(Stored data entries)
--------------------------------------------------

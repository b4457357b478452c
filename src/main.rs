use std::path::PathBuf;

use anyhow::Result;
use clap::{Parser, Subcommand};
use tracing_subscriber::{layer::SubscriberExt, util::SubscriberInitExt};

use matchday::config::Config;
use matchday::models::EventId;

mod commands;

#[derive(Parser)]
#[command(
    name = "matchday",
    version,
    about = "Publishes pre-match, match and post-match threads exactly once per fixture",
    long_about = None
)]
struct Cli {
    #[command(subcommand)]
    command: Commands,

    /// TOML configuration file (defaults to MATCHDAY_* environment variables)
    #[arg(short, long, global = true)]
    config: Option<PathBuf>,

    /// Enable verbose logging
    #[arg(short, long, global = true)]
    verbose: bool,

    /// Log format (text, json); overrides the configured format
    #[arg(long, global = true)]
    log_format: Option<String>,
}

#[derive(Subcommand)]
enum Commands {
    /// Evaluate every stage once and exit (for cron)
    Tick,

    /// Run continuously until Ctrl-C
    Run,

    /// Show stage targets, ledger flags and metrics
    Status,

    /// Record a stage as published without publishing
    Mark {
        /// Provider fixture id
        event_id: EventId,

        /// Stage: pre, live or post
        stage: String,
    },

    /// Print a stage's thread for the tracked event without publishing
    Preview {
        /// Stage: pre, live or post
        stage: String,

        /// Terminal status code for the post-match thread (FT, AET, PEN, ABD, ...)
        #[arg(long)]
        status: Option<String>,
    },
}

#[tokio::main]
async fn main() -> Result<()> {
    let cli = Cli::parse();

    let config = match &cli.config {
        Some(path) => Config::from_file(path)?,
        None => Config::from_env()?,
    };
    config.validate()?;

    let log_format = cli.log_format.as_deref().unwrap_or(&config.logging.format);
    setup_tracing(log_format, &config.logging.level, cli.verbose)?;

    if let Err(e) = matchday::metrics::init_metrics() {
        tracing::warn!(error = %e, "Metrics unavailable");
    }

    tracing::info!(dry_run = config.publisher.dry_run, "matchday starting");

    match cli.command {
        Commands::Tick => {
            let code = commands::tick(config).await?;
            if code != 0 {
                tracing::warn!(exit_code = code, "One or more stages failed this run");
                std::process::exit(code);
            }
        }

        Commands::Run => {
            commands::run(config).await?;
        }

        Commands::Status => {
            commands::status(config).await?;
        }

        Commands::Mark { event_id, stage } => {
            tracing::info!(event_id = %event_id, stage = %stage, "Starting mark command");
            commands::mark(config, event_id, &stage).await?;
        }

        Commands::Preview { stage, status } => {
            commands::preview(config, &stage, status.as_deref()).await?;
        }
    }

    Ok(())
}

fn setup_tracing(format: &str, level: &str, verbose: bool) -> Result<()> {
    let env_filter = if verbose {
        tracing_subscriber::EnvFilter::new("matchday=debug,info")
    } else {
        tracing_subscriber::EnvFilter::try_from_default_env()
            .unwrap_or_else(|_| tracing_subscriber::EnvFilter::new(format!("matchday={level},warn")))
    };

    match format {
        "json" => {
            tracing_subscriber::registry()
                .with(env_filter)
                .with(tracing_subscriber::fmt::layer().json())
                .init();
        }
        _ => {
            tracing_subscriber::registry()
                .with(env_filter)
                .with(tracing_subscriber::fmt::layer().pretty())
                .init();
        }
    }

    Ok(())
}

--------------------------------------------------

■ Work instruction: This exercise asks for every line of the records to be repeated exactly.

■ Output of the exercise:
repository b4457357b478452c
filename src/main.rs
use std::path::PathBuf;

use anyhow::Result;
use clap::{Parser, Subcommand};
use tracing_subscriber::{layer::SubscriberExt, util::SubscriberInitExt};

use matchday::config::Config;
use matchday::models::EventId;

mod commands;

#[derive(Parser)]
#[command(
    name = "matchday",
    version,
    about = "Publishes pre-match, match and post-match threads exactly once per fixture",
    long_about = None
)]
struct Cli {
    #[command(subcommand)]
    command: Commands,

    /// TOML configuration file (defaults to MATCHDAY_* environment variables)
    #[arg(short, long, global = true)]
    config: Option<PathBuf>,

    /// Enable verbose logging
    #[arg(short, long, global = true)]
    verbose: bool,

    /// Log format (text, json); overrides the configured format
    #[arg(long, global = true)]
    log_format: Option<String>,
}

#[derive(Subcommand)]
enum Commands {
    /// Evaluate every stage once and exit (for cron)
    Tick,

    /// Run continuously until Ctrl-C
    Run,

    /// Show stage targets, ledger flags and metrics
    Status,

    /// Record a stage as published without publishing
    Mark {
        /// Provider fixture id
        event_id: EventId,

        /// Stage: pre, live or post
        stage: String,
    },

    /// Print a stage's thread for the tracked event without publishing
    Preview {
        /// Stage: pre, live or post
        stage: String,

        /// Terminal status code for the post-match thread (FT, AET, PEN, ABD, ...)
        #[arg(long)]
        status: Option<String>,
    },
}

#[tokio::main]
async fn main() -> Result<()> {
    let cli = Cli::parse();

    let config = match &cli.config {
        Some(path) => Config::from_file(path)?,
        None => Config::from_env()?,
    };
    config.validate()?;

    let log_format = cli.log_format.as_deref().unwrap_or(&config.logging.format);
    setup_tracing(log_format, &config.logging.level, cli.verbose)?;

    if let Err(e) = matchday::metrics::init_metrics() {
        tracing::warn!(error = %e, "Metrics unavailable");
    }

    tracing::info!(dry_run = config.publisher.dry_run, "matchday starting");

    match cli.command {
        Commands::Tick => {
            let code = commands::tick(config).await?;
            if code != 0 {
                tracing::warn!(exit_code = code, "One or more stages failed this run");
                std::process::exit(code);
            }
        }

        Commands::Run => {
            commands::run(config).await?;
        }

        Commands::Status => {
            commands::status(config).await?;
        }

        Commands::Mark { event_id, stage } => {
            tracing::info!(event_id = %event_id, stage = %stage, "Starting mark command");
            commands::mark(config, event_id, &stage).await?;
        }

        Commands::Preview { stage, status } => {
            commands::preview(config, &stage, status.as_deref()).await?;
        }
    }

    Ok(())
}

fn setup_tracing(format: &str, level: &str, verbose: bool) -> Result<()> {
    let env_filter = if verbose {
        tracing_subscriber::EnvFilter::new("matchday=debug,info")
    } else {
        tracing_subscriber::EnvFilter::try_from_default_env()
            .unwrap_or_else(|_| tracing_subscriber::EnvFilter::new(format!("matchday={level},warn")))
    };

    match format {
        "json" => {
            tracing_subscriber::registry()
                .with(env_filter)
                .with(tracing_subscriber::fmt::layer().json())
                .init();
        }
        _ => {
            tracing_subscriber::registry()
                .with(env_filter)
                .with(tracing_subscriber::fmt::layer().pretty())
                .init();
        }
    }

    Ok(())
}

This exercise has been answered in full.